Announcing the appointment, European Commission President Jean-Claude Juncker said he "wanted an experienced politician for this difficult job".

Mr Barnier will take up his post on October 1st.

A former EU commissioner, Mr Barnier led the EU's banking reforms - a move unpopular in London's finance district.

In a tweet, Mr Barnier said he was honoured to be appointed to the role.

Mr Barnier will work with his British opposite number, Brexit minister David Davis, who was at the forefront of the campaign to leave the EU.

Negotiations will only begin when Article 50 is triggered.

Mr Barnier is known as a tough negotiator.

As European commissioner for financial services between 2010 and 2014, he spearheaded the overhaul of EU banking laws in the aftermath of the 2008 financial crisis.

These included a swathe of measures, which included capping banker bonuses and a crackdown on short selling - some of which were objected to by the City of London.

Comments on social media by British political editors have already declared the appointment an 'act of war'.

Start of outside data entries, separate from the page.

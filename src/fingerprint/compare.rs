//! Fingerprint compare strategies.
//!
//! A compare strategy defines both how two normalized mappings are diffed
//! and how a single mapping folds into one digest. The variant set is
//! closed and its ordinals are persisted, so variants must never be
//! reordered or removed.

use crate::fingerprint::changes::{ChangeVisitor, FileChange};
use crate::fingerprint::NormalizedSnapshotMap;
use crate::hashing::Hasher;

/// Comparison and hashing semantics for a normalized mapping.
#[derive(Debug, Clone, Copy, PartialEq, Eq)]
pub enum FingerprintCompareStrategy {
    /// Set-like comparison: iteration order is irrelevant, entries are
    /// matched by key. The digest is order-independent.
    Unordered,
    /// Sequence comparison: entries are compared pairwise in mapping order
    /// and any positional divergence is a change. The digest folds entries
    /// in mapping order.
    Ordered,
}

impl FingerprintCompareStrategy {
    /// Stable ordinal used in the persisted format.
    pub fn ordinal(&self) -> u64 {
        match self {
            FingerprintCompareStrategy::Unordered => 0,
            FingerprintCompareStrategy::Ordered => 1,
        }
    }

    pub fn from_ordinal(ordinal: u64) -> Option<Self> {
        match ordinal {
            0 => Some(FingerprintCompareStrategy::Unordered),
            1 => Some(FingerprintCompareStrategy::Ordered),
            _ => None,
        }
    }

    /// Report every difference between `previous` and `current` through the
    /// visitor: removals first, then modifications, then (only if
    /// `include_added`) additions. Returns `false` as soon as the visitor
    /// aborts, `true` once the full set of differences was enumerated.
    pub fn visit_changes_since(
        &self,
        visitor: &mut dyn ChangeVisitor,
        current: &NormalizedSnapshotMap,
        previous: &NormalizedSnapshotMap,
        title: &str,
        include_added: bool,
    ) -> bool {
        match self {
            FingerprintCompareStrategy::Unordered => {
                visit_unordered_changes(visitor, current, previous, title, include_added)
            }
            FingerprintCompareStrategy::Ordered => {
                visit_ordered_changes(visitor, current, previous, title, include_added)
            }
        }
    }

    /// Fold the mapping into the hasher: per entry the normalization key
    /// and the entry's digest. The unordered variant feeds entries sorted
    /// by key so that permuting insertion order cannot change the digest;
    /// the ordered variant feeds them in mapping order so that it does.
    pub fn append_to_hasher(&self, hasher: &mut dyn Hasher, snapshots: &NormalizedSnapshotMap) {
        match self {
            FingerprintCompareStrategy::Unordered => {
                let mut entries: Vec<_> = snapshots
                    .iter()
                    .map(|(key, snapshot)| (key.as_ref(), snapshot))
                    .collect();
                // Keys are unique, so sorting by key alone is total.
                entries.sort_by(|(a, _), (b, _)| a.cmp(b));
                for (key, snapshot) in entries {
                    hasher.put_string(key);
                    hasher.put_hash(&snapshot.hash);
                }
            }
            FingerprintCompareStrategy::Ordered => {
                for (key, snapshot) in snapshots.iter() {
                    hasher.put_string(key);
                    hasher.put_hash(&snapshot.hash);
                }
            }
        }
    }
}

fn visit_unordered_changes(
    visitor: &mut dyn ChangeVisitor,
    current: &NormalizedSnapshotMap,
    previous: &NormalizedSnapshotMap,
    title: &str,
    include_added: bool,
) -> bool {
    for (key, snapshot) in previous.iter() {
        if !current.contains_key(key) {
            if !visitor.visit_change(FileChange::removed(title, key, snapshot.file_type)) {
                return false;
            }
        }
    }
    for (key, previous_snapshot) in previous.iter() {
        if let Some(current_snapshot) = current.get(key) {
            if current_snapshot != previous_snapshot {
                if !visitor.visit_change(FileChange::modified(
                    title,
                    key,
                    current_snapshot.file_type,
                )) {
                    return false;
                }
            }
        }
    }
    if include_added {
        for (key, snapshot) in current.iter() {
            if !previous.contains_key(key) {
                if !visitor.visit_change(FileChange::added(title, key, snapshot.file_type)) {
                    return false;
                }
            }
        }
    }
    true
}

/// Positional diff: after the first divergence in key sequence the rest of
/// `previous` counts as removed and the rest of `current` as added. No
/// minimal-edit-distance matching is attempted.
fn visit_ordered_changes(
    visitor: &mut dyn ChangeVisitor,
    current: &NormalizedSnapshotMap,
    previous: &NormalizedSnapshotMap,
    title: &str,
    include_added: bool,
) -> bool {
    let current_entries = current.entries();
    let previous_entries = previous.entries();

    let mut position = 0;
    while position < current_entries.len() && position < previous_entries.len() {
        let (current_key, current_snapshot) = &current_entries[position];
        let (previous_key, previous_snapshot) = &previous_entries[position];
        if current_key != previous_key {
            break;
        }
        if current_snapshot != previous_snapshot {
            if !visitor.visit_change(FileChange::modified(
                title,
                current_key,
                current_snapshot.file_type,
            )) {
                return false;
            }
        }
        position += 1;
    }

    for (key, snapshot) in &previous_entries[position..] {
        if !visitor.visit_change(FileChange::removed(title, key, snapshot.file_type)) {
            return false;
        }
    }
    if include_added {
        for (key, snapshot) in &current_entries[position..] {
            if !visitor.visit_change(FileChange::added(title, key, snapshot.file_type)) {
                return false;
            }
        }
    }
    true
}
//! Path canonicalization and normalization for stable fingerprint keys.

use crate::error::SnapshotError;
use std::path::{Path, PathBuf};
use unicode_normalization::UnicodeNormalization;

/// Canonicalize a path into the form used for absolute-path keys.
///
/// Resolves symlinks, `..` and `.` via `dunce` (avoiding Windows UNC
/// prefixes), normalizes Unicode to NFC and strips trailing slashes, so the
/// same on-disk location always yields the same key bytes.
pub fn canonicalize_path(path: &Path) -> Result<PathBuf, SnapshotError> {
    let canonical = dunce::canonicalize(path).map_err(|e| {
        SnapshotError::InvalidPath(format!("Failed to canonicalize {:?}: {}", path, e))
    })?;
    Ok(PathBuf::from(normalize_path_string(
        &canonical.to_string_lossy(),
    )))
}

/// Normalize an already-canonical path string without filesystem access:
/// Unicode NFC plus trailing-slash stripping (the root keeps its slash).
pub fn normalize_path_string(path: &str) -> String {
    let mut normalized: String = path.nfc().collect();
    while normalized.len() > 1 && (normalized.ends_with('/') || normalized.ends_with('\\')) {
        normalized.pop();
    }
    normalized
}
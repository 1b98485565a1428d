//! NAPI-exported binding modules.

pub mod entitlements;
pub mod lifecycle;
pub mod permissions;
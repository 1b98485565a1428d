//! Stable error codes shared with the NAPI layer.

pub const UNKNOWN_ROLE: &str = "UNKNOWN_ROLE";
pub const UNKNOWN_PHASE: &str = "UNKNOWN_PHASE";
pub const FORBIDDEN: &str = "FORBIDDEN";
pub const INVALID_DEADLINES: &str = "INVALID_DEADLINES";
pub const CONFIG_ERROR: &str = "CONFIG_ERROR";

/// Maps an error to a machine-readable code.
pub trait ShelfErrorCode {
    fn error_code(&self) -> &'static str;

    /// `[CODE] message`, the format surfaced across the JS boundary.
    fn coded_message(&self) -> String
    where
        Self: std::fmt::Display,
    {
        format!("[{}] {}", self.error_code(), self)
    }
}
//! Grace and retention window configuration.

use chrono::{DateTime, Utc};
use serde::{Deserialize, Serialize};

use crate::errors::{PolicyError, PolicyResult};
use crate::lifecycle::{self, LifecycleClock, GRACE_PERIOD_DAYS, RETENTION_WINDOW_DAYS};

#[derive(Debug, Clone, PartialEq, Eq, Serialize, Deserialize)]
#[serde(default)]
pub struct LifecycleConfig {
    pub grace_period_days: i64,
    pub retention_window_days: i64,
}

impl Default for LifecycleConfig {
    fn default() -> Self {
        Self {
            grace_period_days: GRACE_PERIOD_DAYS,
            retention_window_days: RETENTION_WINDOW_DAYS,
        }
    }
}

impl LifecycleConfig {
    pub fn validate(&self) -> PolicyResult<()> {
        if self.grace_period_days < 0 {
            return Err(PolicyError::Config(format!(
                "grace period must not be negative, got {} days",
                self.grace_period_days
            )));
        }
        LifecycleClock::with_retention_days(self.retention_window_days).map(|_| ())
    }

    /// Clock using the configured retention window.
    pub fn clock(&self) -> PolicyResult<LifecycleClock> {
        LifecycleClock::with_retention_days(self.retention_window_days)
    }

    /// Grace deadline for a cancellation or deletion at `triggered_at`.
    pub fn grace_deadline_from(&self, triggered_at: DateTime<Utc>) -> DateTime<Utc> {
        lifecycle::grace_deadline_from(triggered_at, self.grace_period_days)
    }
}
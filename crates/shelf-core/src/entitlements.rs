//! Entitlement evaluator — current usage against a plan's limits.
//!
//! Pure classification over a snapshot supplied by the usage-metering side.
//! Nothing here sends notices or changes the plan; callers turn an [`Overage`]
//! into cancellation-notice content or upload rejections.

use serde::{Deserialize, Serialize};

/// Limits granted by a subscription plan.
#[derive(Debug, Clone, Copy, PartialEq, Eq, Default, Serialize, Deserialize)]
pub struct PlanLimits {
    pub models: u64,
    pub storage_bytes: u64,
    pub members: u64,
}

/// Current consumption of an organization or account.
#[derive(Debug, Clone, Copy, PartialEq, Eq, Default, Serialize, Deserialize)]
pub struct Usage {
    pub models: u64,
    pub storage_bytes: u64,
    pub members: u64,
}

/// Which limit a check tripped.
#[derive(Debug, Clone, Copy, PartialEq, Eq, Hash, Serialize, Deserialize)]
#[serde(rename_all = "lowercase")]
pub enum LimitKind {
    Models,
    Storage,
    Members,
}

/// Amount by which usage exceeds the plan.
#[derive(Debug, Clone, Copy, PartialEq, Eq, Default, Serialize, Deserialize)]
pub struct Overage {
    pub over_model_count: u64,
    /// Raw byte count; see [`format_bytes`] for display.
    pub storage_overage: u64,
    pub needs_action: bool,
}

impl Overage {
    /// Lines for a "stay within your plan" notice. Empty when nothing is over.
    pub fn remediation(&self) -> Vec<String> {
        let mut steps = Vec::new();
        if self.over_model_count > 0 {
            let noun = if self.over_model_count == 1 { "model" } else { "models" };
            steps.push(format!(
                "Remove {} {} to stay within your plan",
                self.over_model_count, noun
            ));
        }
        if self.storage_overage > 0 {
            steps.push(format!(
                "Free up {} of storage to stay within your plan",
                format_bytes(self.storage_overage)
            ));
        }
        steps
    }
}

/// Overage for the two limits that gate content.
pub fn compute_overage(
    models_used: u64,
    models_limit: u64,
    storage_used: u64,
    storage_limit: u64,
) -> Overage {
    let over_model_count = models_used.saturating_sub(models_limit);
    let storage_overage = storage_used.saturating_sub(storage_limit);
    Overage {
        over_model_count,
        storage_overage,
        needs_action: over_model_count > 0 || storage_overage > 0,
    }
}

/// Outcome of checking whether one more model of a given size fits.
#[derive(Debug, Clone, Copy, PartialEq, Eq, Serialize, Deserialize)]
#[serde(tag = "status", rename_all = "snake_case")]
pub enum UploadCheck {
    Allowed,
    Blocked { limit: LimitKind },
}

impl UploadCheck {
    pub fn is_allowed(&self) -> bool {
        matches!(self, Self::Allowed)
    }
}

/// Usage and limits as of one point in time.
#[derive(Debug, Clone, Copy, PartialEq, Eq, Default, Serialize, Deserialize)]
pub struct EntitlementSnapshot {
    pub usage: Usage,
    pub limits: PlanLimits,
}

impl EntitlementSnapshot {
    pub fn new(usage: Usage, limits: PlanLimits) -> Self {
        Self { usage, limits }
    }

    pub fn overage(&self) -> Overage {
        compute_overage(
            self.usage.models,
            self.limits.models,
            self.usage.storage_bytes,
            self.limits.storage_bytes,
        )
    }

    pub fn over_member_count(&self) -> u64 {
        self.usage.members.saturating_sub(self.limits.members)
    }

    /// Every limit currently exceeded, in models/storage/members order.
    pub fn exceeded_limits(&self) -> Vec<LimitKind> {
        let overage = self.overage();
        let mut exceeded = Vec::new();
        if overage.over_model_count > 0 {
            exceeded.push(LimitKind::Models);
        }
        if overage.storage_overage > 0 {
            exceeded.push(LimitKind::Storage);
        }
        if self.over_member_count() > 0 {
            exceeded.push(LimitKind::Members);
        }
        exceeded
    }

    /// Whether one more model of `incoming_bytes` stays within the plan.
    /// Landing exactly on a limit is allowed.
    pub fn check_upload(&self, incoming_bytes: u64) -> UploadCheck {
        if self.usage.models >= self.limits.models {
            return UploadCheck::Blocked {
                limit: LimitKind::Models,
            };
        }
        let storage_after = self.usage.storage_bytes.saturating_add(incoming_bytes);
        if storage_after > self.limits.storage_bytes {
            return UploadCheck::Blocked {
                limit: LimitKind::Storage,
            };
        }
        UploadCheck::Allowed
    }

    pub fn can_invite_member(&self) -> bool {
        self.usage.members < self.limits.members
    }
}

const BYTE_UNITS: [&str; 5] = ["B", "KB", "MB", "GB", "TB"];

/// Human-readable size, base 1024, at most one decimal ("1.5 KB", "2 MB").
pub fn format_bytes(bytes: u64) -> String {
    if bytes < 1024 {
        return format!("{bytes} B");
    }

    let mut value = bytes as f64;
    let mut unit = 0;
    while value >= 1024.0 && unit < BYTE_UNITS.len() - 1 {
        value /= 1024.0;
        unit += 1;
    }

    // 1023.96 KB rounds to 1024.0; show it as 1 MB instead.
    let mut rounded = round_tenths(value);
    if rounded >= 1024.0 && unit < BYTE_UNITS.len() - 1 {
        value /= 1024.0;
        unit += 1;
        rounded = round_tenths(value);
    }

    if rounded.fract() == 0.0 {
        format!("{} {}", rounded as u64, BYTE_UNITS[unit])
    } else {
        format!("{:.1} {}", rounded, BYTE_UNITS[unit])
    }
}

fn round_tenths(value: f64) -> f64 {
    (value * 10.0).round() / 10.0
}

#[cfg(test)]
mod tests {
    use super::*;

    #[test]
    fn format_bytes_units() {
        assert_eq!(format_bytes(0), "0 B");
        assert_eq!(format_bytes(1023), "1023 B");
        assert_eq!(format_bytes(1024), "1 KB");
        assert_eq!(format_bytes(1536), "1.5 KB");
        assert_eq!(format_bytes(5 * 1024 * 1024), "5 MB");
        assert_eq!(format_bytes(3 * 1024 * 1024 * 1024 / 2), "1.5 GB");
        assert_eq!(format_bytes(2048 * 1024 * 1024 * 1024 * 1024), "2048 TB");
    }

    #[test]
    fn format_bytes_promotes_after_rounding() {
        assert_eq!(format_bytes(1024 * 1024 - 1), "1 MB");
        assert_eq!(format_bytes(1024 * 1024 * 1024 - 1), "1 GB");
        assert_eq!(format_bytes(1024 * 1024 * 1024 * 1024 - 1), "1 TB");
        assert_eq!(format_bytes(1024 * 1024 - 60), "1023.9 KB");
        assert_eq!(format_bytes(1023 * 1024), "1023 KB");
    }

    #[test]
    fn remediation_pluralizes() {
        let one = compute_overage(11, 10, 0, 10);
        assert_eq!(one.remediation(), vec!["Remove 1 model to stay within your plan"]);
        assert!(compute_overage(1, 10, 1, 10).remediation().is_empty());
    }
}
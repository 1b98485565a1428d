//! Entitlement bindings.

use napi_derive::napi;

use shelf_core::entitlements;

use crate::conversions::types::{parse_quantity, JsOverage};

#[napi(js_name = "computeOverage")]
pub fn compute_overage(
    models_used: i64,
    models_limit: i64,
    storage_used: i64,
    storage_limit: i64,
) -> napi::Result<JsOverage> {
    let overage = entitlements::compute_overage(
        parse_quantity("modelsUsed", models_used)?,
        parse_quantity("modelsLimit", models_limit)?,
        parse_quantity("storageUsed", storage_used)?,
        parse_quantity("storageLimit", storage_limit)?,
    );
    Ok(JsOverage::from(&overage))
}

#[napi(js_name = "formatBytes")]
pub fn format_bytes(bytes: i64) -> napi::Result<String> {
    Ok(entitlements::format_bytes(parse_quantity("bytes", bytes)?))
}
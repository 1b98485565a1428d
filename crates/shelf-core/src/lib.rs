//! # shelf-core
//!
//! Policy engine for STL Shelf organizations.
//! Answers who may do what inside an organization, where an account sits in
//! its cancellation lifecycle, and whether its usage exceeds the plan.
//!
//! Everything here is pure: callers pass the actor role, the current time and
//! the usage snapshot explicitly, and get plain values back.

pub mod config;
pub mod entitlements;
pub mod errors;
pub mod lifecycle;
pub mod permissions;
pub mod roles;
pub mod tracing;

// Re-export the most commonly used types at the crate root.
pub use config::ShelfConfig;
pub use entitlements::{compute_overage, EntitlementSnapshot, Overage, PlanLimits, Usage};
pub use errors::{PolicyError, PolicyResult, ShelfErrorCode};
pub use lifecycle::{compute_phase, Deadlines, LifecycleClock, LifecyclePhase, LifecycleStatus};
pub use permissions::{authorize, require, AccessDecision, Action};
pub use roles::{at_least, Role};
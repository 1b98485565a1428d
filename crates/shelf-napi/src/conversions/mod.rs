//! Rust ↔ JS conversions and error codes.

pub mod error_codes;
pub mod types;
//! Role lattice and authorization bindings.
//!
//! Every function takes role strings (`"owner" | "admin" | "member"`) and
//! rejects anything else with `UNKNOWN_ROLE`.

use napi_derive::napi;

use shelf_core::permissions;
use shelf_core::roles;

use crate::conversions::types::parse_role;

#[napi(js_name = "roleRank")]
pub fn role_rank(role: String) -> napi::Result<u32> {
    Ok(u32::from(parse_role(&role)?.rank()))
}

#[napi(js_name = "atLeast")]
pub fn at_least(actual: String, required: String) -> napi::Result<bool> {
    Ok(roles::at_least(parse_role(&actual)?, parse_role(&required)?))
}

#[napi(js_name = "canManageAdmins")]
pub fn can_manage_admins(actor_role: String) -> napi::Result<bool> {
    Ok(permissions::can_manage_admins(parse_role(&actor_role)?))
}

#[napi(js_name = "canEditModel")]
pub fn can_edit_model(actor_role: String, is_own_model: bool) -> napi::Result<bool> {
    Ok(permissions::can_edit_model(parse_role(&actor_role)?, is_own_model))
}

#[napi(js_name = "canDeleteModel")]
pub fn can_delete_model(actor_role: String) -> napi::Result<bool> {
    Ok(permissions::can_delete_model(parse_role(&actor_role)?))
}

#[napi(js_name = "canAccessOrgSettings")]
pub fn can_access_org_settings(actor_role: String) -> napi::Result<bool> {
    Ok(permissions::can_access_org_settings(parse_role(&actor_role)?))
}

#[napi(js_name = "canManageTeam")]
pub fn can_manage_team(actor_role: String) -> napi::Result<bool> {
    Ok(permissions::can_manage_team(parse_role(&actor_role)?))
}

#[napi(js_name = "canAccessBilling")]
pub fn can_access_billing(actor_role: String) -> napi::Result<bool> {
    Ok(permissions::can_access_billing(parse_role(&actor_role)?))
}

#[napi(js_name = "canChangeRole")]
pub fn can_change_role(
    actor_role: String,
    target_current_role: String,
    target_new_role: String,
) -> napi::Result<bool> {
    Ok(permissions::can_change_role(
        parse_role(&actor_role)?,
        parse_role(&target_current_role)?,
        parse_role(&target_new_role)?,
    ))
}

#[napi(js_name = "canRemoveMember")]
pub fn can_remove_member(actor_role: String, target_role: String) -> napi::Result<bool> {
    Ok(permissions::can_remove_member(
        parse_role(&actor_role)?,
        parse_role(&target_role)?,
    ))
}
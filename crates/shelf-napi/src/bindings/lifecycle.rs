//! Lifecycle bindings: `configure()` and `computePhase()`.

use napi_derive::napi;

use shelf_core::lifecycle::Deadlines;

use crate::conversions::error_codes::from_policy;
use crate::conversions::types::{parse_instant, JsLifecycleStatus};
use crate::runtime;

/// Install policy configuration from a TOML string.
///
/// Optional; defaults apply until called. May be called once per process,
/// later calls return ALREADY_CONFIGURED.
///
/// @param config_toml - e.g. `[lifecycle]\nretention_window_days = 30`
#[napi(js_name = "configure")]
pub fn configure(config_toml: String) -> napi::Result<()> {
    runtime::configure(&config_toml)
}

#[napi(js_name = "isConfigured")]
pub fn is_configured() -> bool {
    runtime::is_configured()
}

/// Lifecycle phase at `now_ms` for an optional grace deadline.
///
/// Both instants are epoch milliseconds. `now` is always passed in by the
/// caller so results are reproducible.
#[napi(js_name = "computePhase")]
pub fn compute_phase(now_ms: i64, grace_deadline_ms: Option<i64>) -> napi::Result<JsLifecycleStatus> {
    let rt = runtime::get()?;
    let now = parse_instant(now_ms)?;
    let grace = grace_deadline_ms.map(parse_instant).transpose()?;
    Ok(JsLifecycleStatus::from(&rt.clock.compute_phase(now, grace)))
}

/// Lifecycle phase at `now_ms` against a stored grace/retention pair.
///
/// Rejects a pair whose retention deadline is not after the grace deadline
/// with INVALID_DEADLINES.
#[napi(js_name = "computePhaseForDeadlines")]
pub fn compute_phase_for_deadlines(
    now_ms: i64,
    grace_deadline_ms: i64,
    retention_deadline_ms: i64,
) -> napi::Result<JsLifecycleStatus> {
    let now = parse_instant(now_ms)?;
    let deadlines = Deadlines::new(
        parse_instant(grace_deadline_ms)?,
        parse_instant(retention_deadline_ms)?,
    )
    .map_err(from_policy)?;
    Ok(JsLifecycleStatus::from(&deadlines.status_at(now)))
}

/// Grace deadline (epoch ms) for a cancellation or deletion at `triggered_at_ms`,
/// using the configured grace period.
#[napi(js_name = "graceDeadlineFrom")]
pub fn grace_deadline_from(triggered_at_ms: i64) -> napi::Result<i64> {
    let rt = runtime::get()?;
    let triggered_at = parse_instant(triggered_at_ms)?;
    Ok(rt
        .config
        .lifecycle
        .grace_deadline_from(triggered_at)
        .timestamp_millis())
}
//! Types that cross the NAPI boundary.
//!
//! `#[napi(object)]` structs get generated TypeScript definitions.

use chrono::{DateTime, Utc};
use napi_derive::napi;

use shelf_core::entitlements::Overage;
use shelf_core::lifecycle::LifecycleStatus;
use shelf_core::roles::Role;

use super::error_codes::{self, coded, from_policy};

/// Lifecycle phase and countdown, returned to TypeScript.
#[napi(object)]
#[derive(Debug, Clone, PartialEq)]
pub struct JsLifecycleStatus {
    /// `"none" | "grace" | "retention" | "expired"`.
    pub phase: String,
    pub days_remaining: u32,
    /// `"read_write" | "read_only" | "locked"`.
    pub access_mode: String,
    pub grace_deadline_ms: Option<i64>,
    pub retention_deadline_ms: Option<i64>,
}

impl From<&LifecycleStatus> for JsLifecycleStatus {
    fn from(status: &LifecycleStatus) -> Self {
        let access_mode = match status.access_mode() {
            shelf_core::lifecycle::AccessMode::ReadWrite => "read_write",
            shelf_core::lifecycle::AccessMode::ReadOnly => "read_only",
            shelf_core::lifecycle::AccessMode::Locked => "locked",
        };
        Self {
            phase: status.phase.as_str().to_string(),
            days_remaining: u32::try_from(status.days_remaining).unwrap_or(u32::MAX),
            access_mode: access_mode.to_string(),
            grace_deadline_ms: status.deadlines.map(|d| d.grace().timestamp_millis()),
            retention_deadline_ms: status.deadlines.map(|d| d.retention().timestamp_millis()),
        }
    }
}

/// Overage classification for cancellation notices.
#[napi(object)]
#[derive(Debug, Clone, PartialEq)]
pub struct JsOverage {
    pub over_model_count: i64,
    pub storage_overage: i64,
    pub needs_action: bool,
    pub remediation: Vec<String>,
}

impl From<&Overage> for JsOverage {
    fn from(overage: &Overage) -> Self {
        Self {
            over_model_count: i64::try_from(overage.over_model_count).unwrap_or(i64::MAX),
            storage_overage: i64::try_from(overage.storage_overage).unwrap_or(i64::MAX),
            needs_action: overage.needs_action,
            remediation: overage.remediation(),
        }
    }
}

pub fn parse_role(value: &str) -> napi::Result<Role> {
    value.parse::<Role>().map_err(from_policy)
}

pub fn parse_instant(ms: i64) -> napi::Result<DateTime<Utc>> {
    DateTime::from_timestamp_millis(ms)
        .ok_or_else(|| coded(error_codes::INVALID_TIMESTAMP, format!("{ms} ms is out of range")))
}

/// JS numbers arrive as `i64`; counts and byte sizes must not be negative.
pub fn parse_quantity(name: &str, value: i64) -> napi::Result<u64> {
    u64::try_from(value).map_err(|_| {
        coded(
            error_codes::INVALID_QUANTITY,
            format!("{name} must not be negative, got {value}"),
        )
    })
}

The BBC's chief correspondent Gavin Hewitt points out that Mr Barnier will come with a French, as well as a Brussels, brief.

European Council President Donald Tusk, who chairs EU summits, had previously appointed Belgian EU official Didier Seeuws to oversee preparations for the Brexit negotiations.

It was not immediately clear what the relationship between Mr Barnier and Mr Seeuws would be.